Wednesday 6 May 2020

Have 300,000 smokers quit because of COVID-19?


On Monday, I mentioned the claim from Action on Smoking and Health that 300,000 smokers have quit as a result of coronavirus fears. I said that it seemed unlikely that such a figure could be confidently derived from a survey of 1,000 people.

Simon Clark has got hold of the YouGov survey and my suspicions have been confirmed. As he explains...

Of the 1,004 people polled, 56% (562) were never smokers; 31% (307) used to smoke but have given up; 9% (90) smoke every day; and 4% (40) smoke but not every day.

In other words, only 13% of the sample (130) were current smokers, significantly less than the national smoking rate.

The most important group however were the 310 people (or 307 according to the data) who used to smoke because it's from their responses that ASH extrapolated the headline figure of 300,000 smokers who have allegedly been driven to quit 'over Covid-19 fears'.

I'm no mathematician and I've been struggling to get my head round the figures, but with a bit of outside help this is how I think they did it.

First, let's round up the figures so the sample size is 1,000 people of whom 130 were smokers, and 310 ex-smokers.

Two per cent of the 310 ex-smokers cited concerns about Covid-19 being the reason they quit smoking in the last four months.

That's six people, or 0.6% of the 1,000 people polled.

The adult population of the UK is approximately 50 million and 0.6% of 50 million is ... 300,000.
The bad news therefore is that the headline-grabbing figure of 300k appears to be based on the responses of just SIX (6) smokers who have quit in the last four months.

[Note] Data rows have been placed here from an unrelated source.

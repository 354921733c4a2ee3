use super::*;

#[test]
fn test_default_thresholds_match() {
    let graph = GraphConfig::default();
    assert_eq!(graph.batch_confidence_threshold, 0.6);
    assert_eq!(graph.regenerate_confidence_threshold, 0.6);
    assert_eq!(graph.max_concurrent_pairs, 1);
}

#[test]
fn test_default_retry_policies() {
    let retry = RetryConfig::default();
    assert_eq!(retry.extraction.max_retries, 3);
    assert_eq!(retry.extraction.base_delay_secs, 2.0);
    assert_eq!(retry.synthesis.max_retries, 5);
    assert_eq!(retry.synthesis.base_delay_secs, 5.0);
    assert_eq!(retry.synthesis.max_delay_secs, 60.0);
}

#[test]
fn test_partial_toml_keeps_defaults() {
    let config = Config::from_toml(
        r#"
        [server]
        bind = "127.0.0.1:9000"

        [graph]
        batch_confidence_threshold = 0.8
        "#,
    )
    .unwrap();
    assert_eq!(config.server.bind, "127.0.0.1:9000");
    assert_eq!(config.server.upload_dir, PathBuf::from("data"));
    assert_eq!(config.graph.batch_confidence_threshold, 0.8);
    assert_eq!(config.graph.regenerate_confidence_threshold, 0.6);
    assert_eq!(config.llm.groq_model, "llama-3.1-8b-instant");
}

#[test]
fn test_threshold_out_of_range_rejected() {
    let err = Config::from_toml("[graph]\nregenerate_confidence_threshold = 1.5\n").unwrap_err();
    assert!(err.to_string().contains("regenerate_confidence_threshold"));
}

#[test]
fn test_converter_kind_parses_lowercase() {
    let config = Config::from_toml("[ingestion]\nconverter = \"local\"\n").unwrap();
    assert_eq!(config.ingestion.converter, ConverterKind::Local);
}

#[test]
fn test_from_file_reads_disk() {
    let dir = tempfile::tempdir().unwrap();
    let path = dir.path().join("papergraph.toml");
    std::fs::write(&path, "[server]\nupload_dir = \"/tmp/papers\"\n").unwrap();
    let config = Config::from_file(&path).unwrap();
    assert_eq!(config.server.upload_dir, PathBuf::from("/tmp/papers"));
}

#[test]
fn test_placeholder_key_is_ignored() {
    assert_eq!(usable_key("your-key-here".to_string()), None);
    assert_eq!(usable_key("  ".to_string()), None);
    assert_eq!(usable_key("gsk_abc".to_string()).as_deref(), Some("gsk_abc"));
}

#[test]
fn test_api_keys_debug_is_redacted() {
    let keys = ApiKeys { groq: Some("secret".into()), ..ApiKeys::default() };
    let rendered = format!("{keys:?}");
    assert!(!rendered.contains("secret"));
}

#[test]
fn test_retry_delays_must_be_finite_and_non_negative() {
    let err = Config::from_toml("[retry.synthesis]\nmax_retries = 2\nbase_delay_secs = -1.0\nmax_delay_secs = 60.0\n")
        .unwrap_err();
    assert!(err.to_string().contains("retry.synthesis"));

    let err = Config::from_toml("[retry.extraction]\nmax_retries = 2\nbase_delay_secs = 1.0\nmax_delay_secs = inf\n")
        .unwrap_err();
    assert!(err.to_string().contains("max_delay_secs"));

    let err = Config::from_toml("[retry.extraction]\nmax_retries = 2\nbase_delay_secs = 1e300\nmax_delay_secs = 60.0\n")
        .unwrap_err();
    assert!(err.to_string().contains("base_delay_secs"));
}

#[test]
fn test_embedding_section_defaults_and_parses() {
    let config = Config::default();
    assert_eq!(config.embedding.backend, EmbeddingBackendKind::Auto);
    assert_eq!(config.embedding.gemini_model, "gemini-embedding-001");

    let config = Config::from_toml(
        "[embedding]\nbackend = \"openai\"\nopenai_base_url = \"http://localhost:11434\"\n",
    )
    .unwrap();
    assert_eq!(config.embedding.backend, EmbeddingBackendKind::OpenAi);
    assert_eq!(config.embedding.openai_base_url.as_deref(), Some("http://localhost:11434"));
    assert_eq!(config.embedding.openai_model, "text-embedding-3-small");
}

ASH's maths are roughly correct, but it is a massive stretch to convert six people into 300,000 people. It is very risky to form any conclusions based on a tiny proportion of people responding to a survey because, as I have said before..

...there are always going to be some respondents to surveys who don't read the question, don't understand the question, don't tick the right box or are having a laugh.

In total, the survey found 28 people who claimed to have quit in the last four months, of whom six said that they had quit 'solely or partly due to COVID-19 (e.g. because of; the health risk, not going to the shops to buy tobacco, no social smoking)' - ie. not solely because of 'coronavirus fears'.

Extrapolated across the whole country, this suggests that 1,350,000 people have quit smoking this year. Does that sound remotely plausible in a country which has 6.5 million smokers? At best, there is going to be a huge relapse rate.

As with most ASH research, the factoid about 300,000 Covid quitters deserves to go in the bin.